Agribusinesses counter that the biotech farming industry is heavily regulated by the FDA, the Department of Agriculture and the Environmental Protection Agency.
Seed patents
Opponents are also concerned about the contamination of non-GM crops.
An EPA study released in September showed that pollen from genetically altered bentgrass drifted as far as 13 miles from test fields in Oregon.
Besides contaminating non-biotech crops — which means they can’t be marketed as GM-free and may carry the same health risks as modified crops — the cross-pollination also makes farmers liable for violating seed makers patents.
In May, the Supreme Court of Canada ruled that Saskatchewan farmer Percy Schmeiser violated Monsanto’s patent for genetically modified canola seed, which he said drifted over from a neighbor’s fields.
In the U.S., farmers sued by seed growers have settled rather than fight the giant corporations, said Shollenberger.
Monsanto uses forensic molecular biologists to identify its genetic material in other crops, and has taken legal action against about 300 farmers for violating its patents, according to the Online Learning Center Web site.
“Periodically, we are forced to do that,” said Monsanto spokeswoman Lori Fisher, but did not provide further details on the lawsuits.
As seed suppliers like Monsanto, Pioneer, DuPont and others “corner the market,” Shollenberger said, non-GM farmers may have to buy genetically altered seed whether they want to or not.
“It is becoming increasingly difficult for farmers who grow certain crops to get GM-free varieties,” she said. “Soybeans are the clearest example. All across the U.S., farmers are choosing to plant GM soybeans because they can’t get conventional non-GM varieties.”
“Oblivious” to the debate
Local initiatives like Mendocino County’s seem unlikely to stop biotech’s momentum.
“I do not think this is the start of a general backlash in the U.S.,” said Fred Buttel, a rural sociologist at the College of Agricultural and Life Sciences at the University of Wisconsin in Madison.

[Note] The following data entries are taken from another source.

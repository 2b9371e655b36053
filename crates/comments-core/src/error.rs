//! Error types for the comment wire model

use std::fmt;
use thiserror::Error;

/// How a payload failed to decode
#[derive(Debug, Clone, Copy, PartialEq, Eq)]
pub enum DecodeErrorKind {
    /// A required field was absent
    MissingField,
    /// An enum carried a numeric value outside its known set
    UnknownEnumValue,
    /// Anything else: bad syntax, wrong types, trailing data
    Malformed,
}

impl fmt::Display for DecodeErrorKind {
    fn fmt(&self, f: &mut fmt::Formatter<'_>) -> fmt::Result {
        match self {
            DecodeErrorKind::MissingField => write!(f, "missing field"),
            DecodeErrorKind::UnknownEnumValue => write!(f, "unknown enum value"),
            DecodeErrorKind::Malformed => write!(f, "malformed payload"),
        }
    }
}

/// Main error type for comment payload handling
#[derive(Debug, Error)]
pub enum CommentsError {
    /// Payload could not be decoded into the named entity
    #[error("Failed to decode {entity} ({kind}) at {path} (line {line}, column {column}): {source}")]
    Decode {
        entity: &'static str,
        kind: DecodeErrorKind,
        /// Field path of the failure, e.g. `comments[0].reactions[1].type`
        path: String,
        line: usize,
        column: usize,
        #[source]
        source: serde_json::Error,
    },

    /// Entity could not be encoded
    #[error("Failed to encode {entity}: {source}")]
    Encode {
        entity: &'static str,
        #[source]
        source: serde_json::Error,
    },

    /// Numeric value outside an enum's wire set
    #[error("unknown {kind} value {value}")]
    UnknownEnumValue { kind: &'static str, value: i32 },

    /// Unrecognized name for an enum or flag
    #[error("unknown {kind} name '{name}'")]
    UnknownName { kind: &'static str, name: String },

    /// Mentioned artifact does not match its mention type
    #[error("Invalid {mention_type} mention target '{value}'")]
    MentionTarget {
        mention_type: &'static str,
        value: String,
    },

    /// Payload violates a model invariant
    #[error("Validation error: {0}")]
    Validation(String),

    /// IO error
    #[error("IO error: {0}")]
    Io(#[from] std::io::Error),

    /// TOML parsing error
    #[error("TOML error: {0}")]
    Toml(String),

    /// Configuration error
    #[error("Configuration error: {0}")]
    Config(String),
}

impl CommentsError {
    /// Decode failure kind, if this is a decode error
    pub fn decode_kind(&self) -> Option<DecodeErrorKind> {
        match self {
            CommentsError::Decode { kind, .. } => Some(*kind),
            _ => None,
        }
    }
}

/// Result type alias for comment payload handling
pub type Result<T> = std::result::Result<T, CommentsError>;
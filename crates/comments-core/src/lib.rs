//! comments-core - Wire model for artifact comments
//!
//! Types for comments attached to work items, wiki pages and similar
//! artifacts, as exchanged with the comments service: comments, versions,
//! attachments, mentions, reactions, list pages and request bodies. Also
//! the JSON codec, listing query parameters and an opt-in invariant checker.

pub mod error;
pub mod types;
pub mod config;
pub mod comment;
pub mod codec;
pub mod query;

pub use error::{CommentsError, DecodeErrorKind, Result};
pub use types::*;
pub use comment::*;
pub use codec::{decode, encode, encode_pretty, WireEntity};
pub use query::CommentQuery;
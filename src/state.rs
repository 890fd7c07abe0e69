use std::time::Duration;

use chrono::{DateTime, Utc};
use dashmap::DashMap;
use serde::{Deserialize, Serialize};
use tokio::sync::broadcast;
use uuid::Uuid;

use crate::config::Config;
use crate::location::LocationCache;
use crate::models::business::Business;
use crate::models::courier::Courier;
use crate::models::order::OrderStatus;
use crate::observability::metrics::Metrics;
use crate::store::orders::OrderStore;

/// Event fanned out to WebSocket subscribers on every order mutation.
#[derive(Debug, Clone, Serialize, Deserialize)]
pub struct OrderEvent {
    pub order_id: Uuid,
    pub status: OrderStatus,
    pub courier_id: Option<Uuid>,
    pub at: DateTime<Utc>,
}

pub struct AppState {
    pub orders: OrderStore,
    pub couriers: DashMap<Uuid, Courier>,
    pub businesses: DashMap<Uuid, Business>,
    pub locations: LocationCache,
    pub order_events_tx: broadcast::Sender<OrderEvent>,
    pub metrics: Metrics,
    pub max_search_radius_m: f64,
    pub claimable_radius_m: Option<f64>,
}

impl AppState {
    pub fn new(config: &Config) -> Self {
        let (order_events_tx, _unused_rx) = broadcast::channel(config.event_buffer_size);

        Self {
            orders: OrderStore::new(),
            couriers: DashMap::new(),
            businesses: DashMap::new(),
            locations: LocationCache::new(
                Duration::from_secs(config.location_ttl_secs),
                config.location_history_cap,
            ),
            order_events_tx,
            metrics: Metrics::new(),
            max_search_radius_m: config.max_search_radius_m,
            claimable_radius_m: config.claimable_radius_m,
        }
    }

    pub fn publish_order_event(&self, order_id: Uuid, status: OrderStatus, courier_id: Option<Uuid>) {
        // Send only fails when nobody is subscribed, which is fine.
        let _ = self.order_events_tx.send(OrderEvent {
            order_id,
            status,
            courier_id,
            at: Utc::now(),
        });
    }
}
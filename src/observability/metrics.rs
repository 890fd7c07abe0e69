use prometheus::{
    Encoder, HistogramVec, IntCounter, IntCounterVec, Opts, Registry, TextEncoder,
};

#[derive(Clone)]
pub struct Metrics {
    registry: Registry,
    pub transitions_total: IntCounterVec,
    pub claims_total: IntCounterVec,
    pub claim_latency_seconds: HistogramVec,
    pub location_samples_total: IntCounter,
    pub location_reads_total: IntCounterVec,
}

impl Metrics {
    pub fn new() -> Self {
        let registry = Registry::new();

        let transitions_total = IntCounterVec::new(
            Opts::new("transitions_total", "Order status transitions by outcome"),
            &["outcome"],
        )
        .expect("valid transitions_total metric");

        let claims_total = IntCounterVec::new(
            Opts::new("claims_total", "Claim attempts by outcome"),
            &["outcome"],
        )
        .expect("valid claims_total metric");

        let claim_latency_seconds = HistogramVec::new(
            prometheus::HistogramOpts::new(
                "claim_latency_seconds",
                "Latency of claim processing in seconds",
            ),
            &["outcome"],
        )
        .expect("valid claim_latency_seconds metric");

        let location_samples_total = IntCounter::new(
            "location_samples_total",
            "Courier location samples ingested",
        )
        .expect("valid location_samples_total metric");

        let location_reads_total = IntCounterVec::new(
            Opts::new("location_reads_total", "Location reads by source"),
            &["source"],
        )
        .expect("valid location_reads_total metric");

        registry
            .register(Box::new(transitions_total.clone()))
            .expect("register transitions_total");
        registry
            .register(Box::new(claims_total.clone()))
            .expect("register claims_total");
        registry
            .register(Box::new(claim_latency_seconds.clone()))
            .expect("register claim_latency_seconds");
        registry
            .register(Box::new(location_samples_total.clone()))
            .expect("register location_samples_total");
        registry
            .register(Box::new(location_reads_total.clone()))
            .expect("register location_reads_total");

        Self {
            registry,
            transitions_total,
            claims_total,
            claim_latency_seconds,
            location_samples_total,
            location_reads_total,
        }
    }

    pub fn encode(&self) -> Result<String, String> {
        let metric_families = self.registry.gather();
        let mut buffer = Vec::new();

        TextEncoder::new()
            .encode(&metric_families, &mut buffer)
            .map_err(|err| format!("failed to encode metrics: {err}"))?;

        String::from_utf8(buffer).map_err(|err| format!("metrics are not valid utf8: {err}"))
    }
}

Most Americans are “oblivious” to the debate, Buttel said, and are unaware that about 75 percent of processed foods already have some GM content.
The Mendocino County initiative passed because there is no GM-type farming going on there anyway, and the initiative was only designed to keep it out, he said.

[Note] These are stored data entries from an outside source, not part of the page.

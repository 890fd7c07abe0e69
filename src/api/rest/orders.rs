use std::sync::Arc;

use axum::extract::{Path, State};
use axum::routing::{get, post};
use axum::Json;
use axum::Router;
use serde::{Deserialize, Serialize};
use serde_json::Value;
use uuid::Uuid;

use crate::engine::dispatch;
use crate::error::AppError;
use crate::location::Source;
use crate::models::actor::{Actor, Role};
use crate::models::courier::LocationSample;
use crate::models::order::{AddressSnapshot, ItemSnapshot, Order, OrderStatus, Totals};
use crate::state::AppState;

pub fn router() -> Router<Arc<AppState>> {
    Router::new()
        .route("/orders", post(create_order))
        .route("/orders/:id", get(get_order))
        .route("/orders/:id/status", post(transition_order))
        .route("/orders/:id/courier/location", get(courier_location))
}

#[derive(Deserialize)]
pub struct CreateOrderRequest {
    pub business_id: Uuid,
    pub address: AddressSnapshot,
    pub items: Vec<ItemSnapshot>,
    pub delivery_fee: i64,
}

async fn create_order(
    State(state): State<Arc<AppState>>,
    actor: Actor,
    Json(payload): Json<CreateOrderRequest>,
) -> Result<Json<Order>, AppError> {
    if actor.role != Role::Customer && actor.role != Role::Admin {
        return Err(AppError::Forbidden(
            "only customers place orders".to_string(),
        ));
    }

    if payload.items.is_empty() {
        return Err(AppError::BadRequest("order has no items".to_string()));
    }

    crate::geo::validate_point(&payload.address.location)?;

    let business = state
        .businesses
        .get(&payload.business_id)
        .map(|entry| entry.value().clone())
        .ok_or_else(|| {
            AppError::NotFound(format!("business {} not found", payload.business_id))
        })?;

    // Totals are frozen here; later catalog edits never change the record.
    let subtotal: i64 = payload
        .items
        .iter()
        .map(|item| i64::from(item.quantity) * item.unit_price)
        .sum();
    let totals = Totals {
        subtotal,
        delivery_fee: payload.delivery_fee,
        total: subtotal + payload.delivery_fee,
    };

    let order = Order::new(
        actor.user_id,
        business.id,
        business.city,
        payload.address,
        payload.items,
        totals,
    );

    state.orders.insert(order.clone());
    state.publish_order_event(order.id, order.status, None);

    Ok(Json(order))
}

async fn get_order(
    State(state): State<Arc<AppState>>,
    actor: Actor,
    Path(id): Path<Uuid>,
) -> Result<Json<Order>, AppError> {
    let order = state.orders.get(id)?;

    let is_party = actor.is_admin()
        || order.customer_id == actor.user_id
        || order.business_id == actor.user_id
        || order.courier_id == Some(actor.user_id);
    if !is_party {
        return Err(AppError::Forbidden(
            "actor is not a party to this order".to_string(),
        ));
    }

    Ok(Json(order))
}

#[derive(Deserialize)]
pub struct TransitionRequest {
    pub target: OrderStatus,
    #[serde(default)]
    pub meta: Value,
}

async fn transition_order(
    State(state): State<Arc<AppState>>,
    actor: Actor,
    Path(id): Path<Uuid>,
    Json(payload): Json<TransitionRequest>,
) -> Result<Json<Order>, AppError> {
    let order = dispatch::apply_transition(&state, id, &actor, payload.target, payload.meta)?;
    Ok(Json(order))
}

#[derive(Serialize)]
pub struct CourierLocationResponse {
    pub sample: LocationSample,
    pub source: Source,
}

/// Live courier position for an order. Authorization is re-checked on
/// every poll because the order can leave the trackable window between
/// reads.
async fn courier_location(
    State(state): State<Arc<AppState>>,
    actor: Actor,
    Path(id): Path<Uuid>,
) -> Result<Json<CourierLocationResponse>, AppError> {
    let order = match actor.role {
        Role::Admin => state.orders.get(id)?,
        Role::Customer | Role::Business => {
            state.orders.active_order_between(id, actor.user_id)?
        }
        Role::Courier => {
            return Err(AppError::Forbidden(
                "couriers do not track their own orders".to_string(),
            ))
        }
    };

    let courier_id = order.courier_id.ok_or(AppError::LocationUnavailable)?;

    match state.locations.read(courier_id) {
        Some((sample, source)) => {
            let label = match source {
                Source::Realtime => "realtime",
                Source::Historical => "historical",
            };
            state
                .metrics
                .location_reads_total
                .with_label_values(&[label])
                .inc();
            Ok(Json(CourierLocationResponse { sample, source }))
        }
        None => {
            state
                .metrics
                .location_reads_total
                .with_label_values(&["miss"])
                .inc();
            Err(AppError::LocationUnavailable)
        }
    }
}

“The numbers of opponents are small, but they are well educated and skilled and can have impacts on public policy,” Buttel said. “But these impacts are unlikely to include more bans like that in Mendocino.”
Even some anti-GMO activists acknowledge their limitations.
Els Cooperrider, organizer of the Mendocino campaign and co-owner of an organic brewery and restaurant in Ukiah, said they ran their campaign quietly so as to avoid drawing the attention of agribusiness lobbyists.
“We were very well organized. The industry didn’t have time to organize,” she said.
Even with a late start, however, the industry plowed an estimated $620,000 into TV ads and other efforts to defeat the Mendocino initiative.
The campaign was organized by CropLife America, whose representatives did not return calls seeking comment.
Spending only about $100,000, advocates of the ban prevailed with 57 percent of the vote.
But that may not ensure victory elsewhere, Cooperrider admits.
“We had the element of surprise,” she said. “It’s gone now. The industry knows how we did it.”